This study examines South Korea’s state-led overseas volunteerism (1971–2024) as a nexus of national strategy and youth labour, tracing its shift from Cold War politics to a market-oriented tool for managing youth unemployment and national branding within changing global aid regimes.

Paper long abstract

This article examines the formation and evolution of South Korea’s government-sponsored overseas volunteer programme between 1971 and 2024, situating it within broader debates on volunteerism, labour, citizenship, and development in and from the Global South. While overseas volunteering is often framed as an altruistic or solidaristic practice, this study argues that it has been actively shaped by state agency in response to shifting development discourses, domestic labour conditions, and transformations in the global aid regime, thereby moving beyond a conventional North–South aid framework.
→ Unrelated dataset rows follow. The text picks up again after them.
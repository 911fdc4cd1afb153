//! LuzSombra Retry Logic and Error Classification
//!
//! リトライロジックとエラー分類

pub const MAX_RETRIES: u32 = 3;
pub const INITIAL_RETRY_DELAY_MS: u64 = 1000;
pub const MAX_RETRY_DELAY_MS: u64 = 16000;

/// Calculate retry delay with exponential backoff
pub fn calculate_retry_delay(retry_count: u32) -> u64 {
    std::cmp::min(
        INITIAL_RETRY_DELAY_MS * (1 << (retry_count - 1)),
        MAX_RETRY_DELAY_MS,
    )
}

/// Convert error chain to string including all causes
pub fn error_chain_to_string(e: &anyhow::Error) -> String {
    let mut messages = Vec::new();
    for cause in e.chain() {
        messages.push(cause.to_string());
    }
    messages.join(" | ")
}

/// Check if an error message indicates a retryable error
///
/// Connection problems and server-side transient failures can be retried;
/// auth failures and 4xx rejections cannot.
pub fn is_retryable_error(error_msg: &str) -> bool {
    error_msg.contains("Connection reset")
        || error_msg.contains("connection reset")
        || error_msg.contains("Connection refused")
        || error_msg.contains("connection refused")
        || error_msg.contains("Broken pipe")
        || error_msg.contains("broken pipe")
        || error_msg.contains("timeout")
        || error_msg.contains("Timeout")
        || error_msg.contains("timed out")
        || error_msg.contains("500")
        || error_msg.contains("502")
        || error_msg.contains("503")
        || error_msg.contains("429")
}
The analysis traces how the programme has been instrumentalised to serve changing national imaginaries and policy objectives: initially as a tool of anti-communist diplomacy and domestic social governance during the Cold War period (1971–1993), and later as a strategic response to youth unemployment, labour precarity, and global competitiveness from the early 2000s onwards. Drawing on archival materials and 29 in-depth interviews with policymakers, administrators, and former volunteers, the study demonstrates how overseas volunteerism has been simultaneously reframed as a diplomatic resource, a market-oriented labour management mechanism, and a means of cultivating globally oriented citizenship aligned with state-led development goals.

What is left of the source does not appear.